Of all the headlines in all the news, the ones I like best are the ones that start with “Scientists Discover…”  It’s much more pleasant than some of the most common first two words of headlines, such as “Florida Man…” which you just know will end badly, or “Kidnappers Demand,” “Terrorists Threaten,” or the all too common “Hundreds Dead.”
Despite all  the problems of the world, progress continues to be made, on one front, on another front, and eventually the world will be wrapped in  an informational Dyson Sphere, if that makes any sense at all.
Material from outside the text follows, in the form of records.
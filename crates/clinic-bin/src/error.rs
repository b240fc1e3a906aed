// SPDX-License-Identifier: PolyForm-Noncommercial-1.0.0
// Copyright (c) 2025 Sylvex. All rights reserved.

//! Process-level errors of the `clinic` binary and their exit codes.

use thiserror::Error;

/// Result type alias for clinic-bin operations.
pub type BinResult<T> = Result<T, BinError>;

/// Why the process is about to exit unsuccessfully.
#[derive(Debug, Error)]
pub enum BinError {
    /// The effective configuration is unusable.
    #[error("Configuration error: {0}")]
    Configuration(String),

    /// A component could not be built at startup.
    #[error("Startup failed: {0}")]
    Startup(String),

    /// The server stopped abnormally.
    #[error("Server failed: {0}")]
    Server(String),

    /// Filesystem or socket failure outside the server.
    #[error("I/O error: {0}")]
    Io(#[from] std::io::Error),

    /// Surfaced from the HTTP layer.
    #[error(transparent)]
    Api(#[from] clinic_api::ApiError),

    /// Surfaced from the domain layer, e.g. while rebuilding the room index.
    #[error(transparent)]
    Core(#[from] clinic_core::CoreError),

    /// A configuration source could not be read or deserialized.
    #[error("Config source error: {0}")]
    Source(#[from] config::ConfigError),

    /// Another error with a description of what was being attempted.
    #[error("{context}: {source}")]
    WithContext {
        /// What was being attempted.
        context: String,
        /// The underlying failure.
        #[source]
        source: Box<BinError>,
    },
}

impl BinError {
    /// Creates a configuration error.
    pub fn config(msg: impl Into<String>) -> Self {
        Self::Configuration(msg.into())
    }

    /// Creates a startup error.
    pub fn startup(msg: impl Into<String>) -> Self {
        Self::Startup(msg.into())
    }

    /// Wraps the error with what was being attempted.
    pub fn with_context(self, context: impl Into<String>) -> Self {
        Self::WithContext {
            context: context.into(),
            source: Box::new(self),
        }
    }

    /// Exit code reported to the shell.
    ///
    /// | Code | Meaning                       |
    /// |------|-------------------------------|
    /// | 1    | configuration                 |
    /// | 2    | startup                       |
    /// | 3    | server stopped abnormally     |
    /// | 4    | I/O                           |
    pub fn exit_code(&self) -> i32 {
        match self {
            Self::Configuration(_) | Self::Source(_) => 1,
            Self::Startup(_) | Self::Core(_) => 2,
            Self::Server(_) | Self::Api(_) => 3,
            Self::Io(_) => 4,
            Self::WithContext { source, .. } => source.exit_code(),
        }
    }
}

/// Prints `error` and its cause chain to stderr, then exits.
pub fn report_error_and_exit(error: BinError) -> ! {
    eprintln!("clinic: {}", error);

    let mut cause = std::error::Error::source(&error);
    while let Some(inner) = cause {
        eprintln!("  caused by: {}", inner);
        cause = inner.source();
    }

    std::process::exit(error.exit_code())
}

#[cfg(test)]
mod tests {
    use super::*;

    #[test]
    fn test_context_keeps_exit_code() {
        let err = BinError::config("no secret").with_context("Loading clinic.yaml");
        assert_eq!(err.to_string(), "Loading clinic.yaml: Configuration error: no secret");
        assert_eq!(err.exit_code(), 1);
    }

    #[test]
    fn test_exit_codes() {
        assert_eq!(BinError::startup("x").exit_code(), 2);
        assert_eq!(BinError::Server("x".into()).exit_code(), 3);
        assert_eq!(
            BinError::from(clinic_api::ApiError::internal("bind")).exit_code(),
            3
        );
        assert_eq!(
            BinError::from(clinic_core::CoreError::storage("down")).exit_code(),
            2
        );
        let io = std::io::Error::new(std::io::ErrorKind::Other, "disk");
        assert_eq!(BinError::from(io).exit_code(), 4);
    }
}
A quick Google search a few minutes ago with those two words and a filter for articles with the last 24 hours revealed new knowledge in many fields.  Alzheimer’s research, as “Scientists Discover New Brain Activity at Early Stages” which is really great because the more they know, the sooner they’ll find a cure.  The next hit was Scientist’s Discover Solar Systems Farthest Object” which they’ve named “Farout” because the people at NASA are all giant Nerds, they really are.  The third hit was “Japanese Scientists Discover Ice on Asteroid” and I  don’t think that’s actually  a first but the story seemed to focus more on how they did it, so as we’re discovering new things in  space, and more and more water asteroids, you can’t have too  many, really, we’re also improving the technology of research itself.
It doesn’t matter  what  Trump tweeted today.  There is still hope for the world.